South Asia Features

The limits of Pakistan's push against the Taliban (Feature)

By Nadeem Sarwar Jan 25, 2010, 5:04 GMT

Islamabad - No matter how many more troops the US and its Western allies send to Afghanistan, many have long observed that the key to the success against the Taliban insurgency is in Pakistan.

Officials in Washington have acknowledged this, in part, and are increasing pressure on Islamabad to expand its existing military offensive against the Taliban to more areas in the restive tribal region near the Afghan border.

But Pakistan has its own limitations in cooperating against terrorism, which are defined by its long-term internal and external strategic as well as economic interests that the country would like to secure, regardless of whether the International Security Assistance Force (ISAF) wins or loses in Afghanistan.

So far Pakistan has targeted only those militants who challenge the government, sparing the insurgents attacking the foreign forces across the border in Afghanistan.

Last October, Pakistani forces launched an operation in South Waziristan against the Taliban it held responsible for killing thousands of people, including former prime minister Benazir Bhutto, in a brutal campaign of suicide bombings over the past three years.

The military action, still ongoing, has dismantled Taliban hideouts and expelled thousands of their fighters from the region over which once they had complete control.

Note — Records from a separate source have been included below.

//! Constant-density participating medium (fog, smoke).

use std::sync::Arc;

use crate::hittable::{HitRecord, Hittable};
use crate::material::{Isotropic, Material};
use crate::random::gen_f32;
use glint_core::{Color, Texture};
use glint_math::{Aabb, Interval, Ray, Vec3};
use rand::RngCore;

/// Gap between the entry crossing and the exit search.
const EXIT_EPSILON: f32 = 0.0001;

/// A volume of uniform density bounded by another hittable.
///
/// The boundary must be convex: only the first entry/exit pair along a ray
/// is considered, so a concave boundary loses the gaps between its lobes.
pub struct ConstantMedium {
    boundary: Arc<dyn Hittable>,
    neg_inv_density: f32,
    phase_function: Arc<dyn Material>,
}

impl ConstantMedium {
    pub fn new(boundary: Arc<dyn Hittable>, density: f32, albedo: Color) -> Self {
        Self::with_phase_function(boundary, density, Arc::new(Isotropic::new(albedo)))
    }

    pub fn from_texture(boundary: Arc<dyn Hittable>, density: f32, albedo: Arc<dyn Texture>) -> Self {
        Self::with_phase_function(boundary, density, Arc::new(Isotropic::from_texture(albedo)))
    }

    fn with_phase_function(
        boundary: Arc<dyn Hittable>,
        density: f32,
        phase_function: Arc<dyn Material>,
    ) -> Self {
        Self {
            boundary,
            neg_inv_density: -1.0 / density,
            phase_function,
        }
    }
}

impl Hittable for ConstantMedium {
    fn hit<'a>(
        &'a self,
        ray: &Ray,
        ray_t: Interval,
        rec: &mut HitRecord<'a>,
        rng: &mut dyn RngCore,
    ) -> bool {
        let mut entry = HitRecord::default();
        let mut exit = HitRecord::default();

        if !self.boundary.hit(ray, Interval::UNIVERSE, &mut entry, rng) {
            return false;
        }
        let exit_window = Interval::new(entry.t + EXIT_EPSILON, f32::INFINITY);
        if !self.boundary.hit(ray, exit_window, &mut exit, rng) {
            return false;
        }

        let t_enter = entry.t.max(ray_t.min).max(0.0);
        let t_exit = exit.t.min(ray_t.max);
        if t_enter >= t_exit {
            return false;
        }

        let ray_length = ray.direction().length();
        let distance_inside_boundary = (t_exit - t_enter) * ray_length;
        let hit_distance = self.neg_inv_density * gen_f32(rng).ln();

        // The ray crosses the volume without scattering
        if hit_distance > distance_inside_boundary {
            return false;
        }

        rec.t = t_enter + hit_distance / ray_length;
        rec.p = ray.at(rec.t);
        // Arbitrary; isotropic scattering ignores the normal
        rec.normal = Vec3::X;
        rec.front_face = true;
        rec.u = 0.0;
        rec.v = 0.0;
        rec.material = self.phase_function.as_ref();

        true
    }

    fn bounding_box(&self) -> Aabb {
        self.boundary.bounding_box()
    }
}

At the same time, however, thousands of pro-government Taliban fighters led by Afghan commander Sirajuddin Haqqani and his Pakistani assistant Hafiz Gul Bahadur in the adjacent district of North Waziristan move freely across the border to strike the NATO troops on the other side.

'In fact, the Pakistani authorities have serious doubts over the prospects of the US winning the war in Afghanistan despite the troop surge,' said Tanvir Ahmed Khan, a former Pakistani foreign secretary and now chairman of the state-run think-tank, the Institute of Strategic Studies Islamabad.

'The main reason for Pakistani scepticism is that the Obama administration has linked the deployment of 30,000 additional troops with the withdrawal of its troops,' added Khan.

The fears are that Taliban might just conduct a tactical retreat to Pakistan's tribal region or to Afghanistan's mountains and rural areas to avoid a confrontation with the intensified NATO military presence, and wait for July 2011, when the US plans to start its draw-down.

By preserving its capacity to wreak havoc across Afghanistan, the Taliban would then have more chance of making a deal with the retreating NATO forces and becoming at least a part of the Kabul government.

And that possibility, however remote it may be, causes Pakistan to see the Taliban as a useful future ally to protect its interests in Afghanistan against its arch-rival India, which retains significant influence over Afghan President Hamid Karzai and his allies from the former anti-Taliban Northern Alliance.

Among the other concerns in Islamabad is how to sell the US war against the Taliban in a country where the general sentiments are predominantly anti-American, even if its international allies ensure that its interests will be protected in post-NATO Afghanistan.

Feeding on the conspiracy theories propagated by the Islamists and conservative groupings, many Pakistanis believe the US presence in Afghanistan is part of a bigger hegemonic design by the West to occupy Muslim countries and de-nuclearize Pakistan.

Officially, Pakistan has not acknowledged any of these considerations of course, and instead claimed that it has too much on its plate to advance any further against the Taliban.

A few hours after US Defence Secretary Robert Gates reiterated his country's wish to see Islamabad move into all-out action against Islamist militants during his visit of the country last week, the Pakistani military ruled out expansion of its operation to the redoubt of the Afghan Taliban - North Waziristan.

Pakistan's chief military spokesman, Major General Athar Abbas, told reporters that his troops would require six months to a year to consolidate the gains they have made against militants in other parts of the country - and then consider going further.

And that would be shortly before the summer of 2011, when the US will start pulling out soldiers, according to the plan announced by US President Barack Obama in December.

Analysts believe such calls from the US and other NATO allies are expected to remain unheeded, unless the international forces manage to make a miraculous breakthrough against the Taliban in Afghanistan.

'I don't see the situation being changed. With one or another excuse Pakistan will continue to delay the North Waziristan operation,' said Hasan Askari Rizvi, a prominent Pakistan analyst and former visiting professor at New York's Columbia University.

And that brings Pakistan to the paradox of being a key international partner in the fight against terrorism and hub of Islamist terrorism at the same time, a situation where it has remained since it joined the US in its efforts against militancy in 2001.